With friends and colleagues minting money in stocks, many investors write to us today asking how they should make a start on equity investing. I’d like to do SIPs in a dozen high-dividend yield stocks to become rich, can you suggest some? What are the books or blogs to learn technical and fundamental analysis? Should I buy smallcases instead of SIPs in mutual funds? These questions show that, while the person asking them is keen to invest in stocks, he or she isn’t quite sure why they’re doing it. It’s hard to succeed at equity investing without being crystal-clear about your objectives. Before taking the plunge, here are the questions to ask yourself.

Holding period

How much time are you willing to give for your stock holdings to deliver? In a trending bull market, it is easy to believe that a year or two is all you need to double or treble your money in stocks. But stocks that double or treble in a few months when the momentum is strong can fall 50-60 per cent equally quickly if the sentiment turns. To create durable wealth from stock investing, you need to view it as owning a piece of a business. If you own companies that compound their earnings over long periods of 5 to 10 years and markets recognise this, that’s when you have multi-baggers on your hands.

To know whether a company is capable of compounding its profits, you need to understand its business (fundamental) drivers.

A fundamental investor must be willing to commit to a 7-10 year holding period to earn good returns.

If your intention is just to make the most of market momentum over a 2-3 year period, knowing how to read technical charts and momentum indicators is a must. If you’re doing the latter, allocate only a small portion of your net worth to equities and don’t carry too many open positions at a time.

Return expectations

Are you happy with a FD-plus return from equities or are shooting for a 20 per cent plus CAGR? This will decide whether you should attempt direct stock investing or go for a diversified portfolio via mutual funds. If you are investing in equities to get a 9-10 per cent CAGR and beat inflation, there’s no need for you to invest time or effort in stock picking.

Index funds that mimic bellwether indices at low costs are good enough to get you to that return over the long run. If your return aspirations are at 20-25 per cent, then diversified portfolios such as mutual funds may not deliver it and you may need to acquire skills for direct stock picking.

If you have in-between expectations, actively managed flexicap/midcap/small equity funds or smallcases can be your choice.

Risk appetite, mode of returns

Equity investing brings with it the risk of losing your principal, so how much of your capital are you willing to lose? If you can be philosophical about losing half of your investment value in a trice, you are cut out for short-term trading investing.

Your appetite for risk will also decide if you should invest directly in stocks or bet on a diversified equity fund.

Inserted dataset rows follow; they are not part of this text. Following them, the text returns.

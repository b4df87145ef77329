pub mod auth;
pub mod metrics;
pub mod tracing;

pub use auth::{auth_middleware, CurrentUser};
pub use metrics::metrics_middleware;
pub use tracing::request_id_middleware;
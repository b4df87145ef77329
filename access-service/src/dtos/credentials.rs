use serde::{Deserialize, Serialize};
use validator::{Validate, ValidationError};

use crate::models::{AccessPin, NfcCard, SanitizedUser};

// ---------------------------------------------------------------------------
// NFC cards
// ---------------------------------------------------------------------------

#[derive(Debug, Deserialize, Validate)]
pub struct CreateNfcCardRequest {
    #[validate(length(min = 4, max = 255))]
    pub card_uid: String,
    pub id_user: i64,
    #[validate(length(min = 1, max = 255))]
    pub card_name: String,
    #[serde(default = "default_true")]
    pub status: bool,
}

#[derive(Debug, Deserialize, Validate)]
pub struct UpdateNfcCardRequest {
    #[validate(length(min = 1, max = 255))]
    pub card_name: Option<String>,
    pub status: Option<bool>,
}

#[derive(Debug, Deserialize)]
pub struct ValidateNfcRequest {
    pub card_uid: String,
}

#[derive(Debug, Serialize)]
pub struct NfcValidationResponse {
    pub valid: bool,
    #[serde(skip_serializing_if = "Option::is_none")]
    pub card: Option<NfcCard>,
    #[serde(skip_serializing_if = "Option::is_none")]
    pub user: Option<SanitizedUser>,
    pub message: String,
}

impl NfcValidationResponse {
    pub fn rejected(message: impl Into<String>) -> Self {
        NfcValidationResponse {
            valid: false,
            card: None,
            user: None,
            message: message.into(),
        }
    }
}

/// Ask the primary device to wait for a card to enroll.
#[derive(Debug, Deserialize, Validate)]
pub struct NfcRegistrationRequest {
    pub user_id: i64,
    #[validate(length(min = 1, max = 255))]
    pub card_name: String,
}

// ---------------------------------------------------------------------------
// Access PINs
// ---------------------------------------------------------------------------

fn validate_pin_digits(pin: &str) -> Result<(), ValidationError> {
    if pin.chars().all(|c| c.is_ascii_digit()) {
        Ok(())
    } else {
        Err(ValidationError::new("pin_digits"))
    }
}

#[derive(Debug, Deserialize, Validate)]
pub struct CreatePinRequest {
    pub id_user: i64,
    #[validate(
        length(equal = 6, message = "PIN must be exactly 6 digits"),
        custom(function = validate_pin_digits, message = "PIN must contain only digits")
    )]
    pub pin_code: String,
    #[serde(default = "default_true")]
    pub status: bool,
}

#[derive(Debug, Deserialize, Validate)]
pub struct UpdatePinRequest {
    #[validate(
        length(equal = 6, message = "PIN must be exactly 6 digits"),
        custom(function = validate_pin_digits, message = "PIN must contain only digits")
    )]
    pub pin_code: Option<String>,
    pub status: Option<bool>,
}

#[derive(Debug, Deserialize)]
pub struct ValidatePinRequest {
    pub pin_code: String,
}

#[derive(Debug, Serialize)]
pub struct PinValidationResponse {
    pub valid: bool,
    #[serde(skip_serializing_if = "Option::is_none")]
    pub pin: Option<AccessPin>,
    #[serde(skip_serializing_if = "Option::is_none")]
    pub user: Option<SanitizedUser>,
    pub message: String,
}

impl PinValidationResponse {
    pub fn rejected(message: impl Into<String>) -> Self {
        PinValidationResponse {
            valid: false,
            pin: None,
            user: None,
            message: message.into(),
        }
    }
}

/// Re-authentication of the caller's own PIN before a sensitive change.
#[derive(Debug, Deserialize)]
pub struct VerifyPinRequest {
    pub pin_code: String,
}

fn default_true() -> bool {
    true
}
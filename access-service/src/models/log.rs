use chrono::{DateTime, Utc};
use serde::{Deserialize, Serialize};
use sqlx::FromRow;

/// Kind of event recorded in the audit trail.
#[derive(Debug, Clone, Copy, PartialEq, Eq, Serialize, Deserialize)]
#[serde(rename_all = "snake_case")]
pub enum AccessType {
    Nfc,
    Pin,
    Remote,
    Local,
    Security,
}

impl AccessType {
    pub fn as_str(&self) -> &'static str {
        match self {
            AccessType::Nfc => "nfc",
            AccessType::Pin => "pin",
            AccessType::Remote => "remote",
            AccessType::Local => "local",
            AccessType::Security => "security",
        }
    }

    pub fn from_string(s: &str) -> Self {
        match s {
            "nfc" => AccessType::Nfc,
            "pin" => AccessType::Pin,
            "local" => AccessType::Local,
            "security" => AccessType::Security,
            _ => AccessType::Remote,
        }
    }
}

/// Append-only audit entry. The service never updates or deletes these rows.
#[derive(Debug, Clone, Serialize, Deserialize, FromRow)]
pub struct AccessLog {
    pub id: i64,
    pub event: String,
    pub id_device: i64,
    pub id_user: Option<i64>,
    pub id_action: Option<i64>,
    pub access_type: String,
    pub timestamp: DateTime<Utc>,
}

/// Audit entry awaiting insertion.
#[derive(Debug, Clone)]
pub struct NewLog {
    pub event: String,
    pub id_device: i64,
    pub id_user: Option<i64>,
    pub id_action: Option<i64>,
    pub access_type: AccessType,
}

impl NewLog {
    pub fn new(id_device: i64, access_type: AccessType, event: impl Into<String>) -> Self {
        NewLog {
            event: event.into(),
            id_device,
            id_user: None,
            id_action: None,
            access_type,
        }
    }

    pub fn with_user(mut self, id_user: i64) -> Self {
        self.id_user = Some(id_user);
        self
    }

    pub fn with_action(mut self, id_action: i64) -> Self {
        self.id_action = Some(id_action);
        self
    }
}
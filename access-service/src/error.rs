use axum::{
    http::StatusCode,
    response::{IntoResponse, Response},
    Json,
};
use serde::Serialize;
use thiserror::Error;

#[derive(Debug, Error)]
pub enum AppError {
    #[error("Validation error: {0}")]
    ValidationError(#[from] validator::ValidationErrors),

    #[error("Bad request: {0}")]
    BadRequest(anyhow::Error),

    #[error("Not found: {0}")]
    NotFound(anyhow::Error),

    #[error("Unauthorized: {0}")]
    Unauthorized(anyhow::Error),

    #[error("Forbidden: {0}")]
    Forbidden(anyhow::Error),

    #[error("Conflict: {0}")]
    Conflict(anyhow::Error),

    #[error("Internal server error: {0}")]
    InternalError(#[from] anyhow::Error),

    #[error("Database error: {0}")]
    DatabaseError(anyhow::Error),

    #[error("Invalid token: {0}")]
    InvalidToken(#[from] jsonwebtoken::errors::Error),

    #[error("Configuration error: {0}")]
    ConfigError(anyhow::Error),
}

impl From<sqlx::Error> for AppError {
    fn from(err: sqlx::Error) -> Self {
        match err {
            sqlx::Error::RowNotFound => {
                AppError::NotFound(anyhow::anyhow!("Record not found"))
            }
            _ => AppError::DatabaseError(anyhow::Error::new(err)),
        }
    }
}

impl From<std::io::Error> for AppError {
    fn from(err: std::io::Error) -> Self {
        AppError::InternalError(anyhow::Error::new(err))
    }
}

impl IntoResponse for AppError {
    fn into_response(self) -> Response {
        #[derive(Serialize)]
        struct ErrorResponse {
            error: String,
            #[serde(skip_serializing_if = "Option::is_none")]
            details: Option<String>,
        }

        let (status, error_message, details) = match self {
            AppError::ValidationError(err) => (
                StatusCode::UNPROCESSABLE_ENTITY,
                "Validation error".to_string(),
                Some(err.to_string()),
            ),
            AppError::BadRequest(err) => (StatusCode::BAD_REQUEST, err.to_string(), None),
            AppError::NotFound(err) => (StatusCode::NOT_FOUND, err.to_string(), None),
            AppError::Unauthorized(err) => (StatusCode::UNAUTHORIZED, err.to_string(), None),
            AppError::Forbidden(err) => (StatusCode::FORBIDDEN, err.to_string(), None),
            AppError::Conflict(err) => (StatusCode::CONFLICT, err.to_string(), None),
            AppError::InternalError(err) => {
                tracing::error!(error = ?err, "Internal server error");
                (
                    StatusCode::INTERNAL_SERVER_ERROR,
                    "Internal server error".to_string(),
                    None,
                )
            }
            AppError::DatabaseError(err) => {
                tracing::error!(error = ?err, "Database error");
                (
                    StatusCode::INTERNAL_SERVER_ERROR,
                    "Internal server error".to_string(),
                    None,
                )
            }
            AppError::InvalidToken(err) => (
                StatusCode::UNAUTHORIZED,
                "Invalid or expired token".to_string(),
                Some(err.to_string()),
            ),
            AppError::ConfigError(err) => {
                tracing::error!(error = ?err, "Configuration error");
                (
                    StatusCode::INTERNAL_SERVER_ERROR,
                    "Internal server error".to_string(),
                    None,
                )
            }
        };

        let body = Json(ErrorResponse {
            error: error_message,
            details,
        });

        (status, body).into_response()
    }
}
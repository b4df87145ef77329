use chrono::{DateTime, Utc};
use serde::{Deserialize, Serialize};
use sqlx::FromRow;

/// PIN credential. A user holds at most one active PIN at a time, enforced
/// at creation.
#[derive(Debug, Clone, Serialize, Deserialize, FromRow)]
pub struct AccessPin {
    pub id: i64,
    pub id_user: i64,
    pub pin_code: String,
    pub status: bool,
    pub created_at: DateTime<Utc>,
    pub updated_at: DateTime<Utc>,
}
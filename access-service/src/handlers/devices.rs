use axum::{
    extract::{Path, Query, State},
    http::StatusCode,
    Json,
};

use crate::dtos::devices::{CreateDeviceRequest, DeviceListQuery, UpdateDeviceRequest};
use crate::error::AppError;
use crate::models::Device;
use crate::utils::ValidatedJson;
use crate::AppState;

pub async fn create_device(
    State(state): State<AppState>,
    ValidatedJson(payload): ValidatedJson<CreateDeviceRequest>,
) -> Result<(StatusCode, Json<Device>), AppError> {
    if state.db.find_device_by_name(&payload.name).await?.is_some() {
        return Err(AppError::Conflict(anyhow::anyhow!(
            "Device '{}' already exists",
            payload.name
        )));
    }

    let device = state.db.create_device(&payload).await?;
    Ok((StatusCode::CREATED, Json(device)))
}

pub async fn list_devices(
    State(state): State<AppState>,
    Query(query): Query<DeviceListQuery>,
) -> Result<Json<Vec<Device>>, AppError> {
    let devices = state.db.list_devices(&query).await?;
    Ok(Json(devices))
}

pub async fn get_device(
    State(state): State<AppState>,
    Path(id): Path<i64>,
) -> Result<Json<Device>, AppError> {
    let device = state
        .db
        .find_device_by_id(id)
        .await?
        .ok_or_else(|| AppError::NotFound(anyhow::anyhow!("Device not found")))?;
    Ok(Json(device))
}

pub async fn update_device(
    State(state): State<AppState>,
    Path(id): Path<i64>,
    ValidatedJson(payload): ValidatedJson<UpdateDeviceRequest>,
) -> Result<Json<Device>, AppError> {
    let device = state.db.update_device(id, &payload).await?;
    Ok(Json(device))
}

pub async fn delete_device(
    State(state): State<AppState>,
    Path(id): Path<i64>,
) -> Result<StatusCode, AppError> {
    state.db.delete_device(id).await?;
    Ok(StatusCode::NO_CONTENT)
}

In a correction, a portfolio of direct stocks is likely to fall much more than the NAV of a diversified equity fund.

Are you looking for your equity portfolio to deliver sizeable dividend income to supplement your earnings over time? Or are you a growth investor, seeking capital appreciation first and foremost?

This will decide the kind of filters you use to pick stocks. Stocks offering high dividends often hail from slow-growing sectors and mature businesses that can afford to pay out a large part of their profits and don’t need it in the business. For this reason, high dividend yield stocks seldom deliver bumper capital appreciation in the long run.

If capital appreciation is your primary objective and you aren’t looking to dividends, you should identify companies in sectors with high growth potential, high profit margins and the ability to deliver high return on equity without frequent recourse to equity or debt fund-raising.

Companies in growth businesses like to plough back their profits into the business rather than pay out high dividends to their shareholders.

Time and skill

Building a good direct stock portfolio that can make a difference to your net worth is a highly time-consuming exercise.

It requires you to study sectors and companies, identify their key drivers of success, track stock prices closely and identify good entry and exit points based on valuation.

As most of your time in building a sound stock portfolio is spent in patiently holding stocks, you’ll need to remain on top of corporate actions, quarterly results and regulatory developments that affect the company’s earnings to decide whether to hold or bail out.

Investing in readymade portfolios such as smallcases also requires a fair degree of knowledge about businesses, market themes and sectors, as these portfolios can be quite concentrated. Being a short-term investor/trader requires even more intensive tracking of price action, corporate actions and macro and other drivers that can affect the liquidity in a stock.

Most successful stock traders are full-time. If you don’t have the time, knowledge or passion to devote to such tracking, you should prefer mutual funds for your equity investing.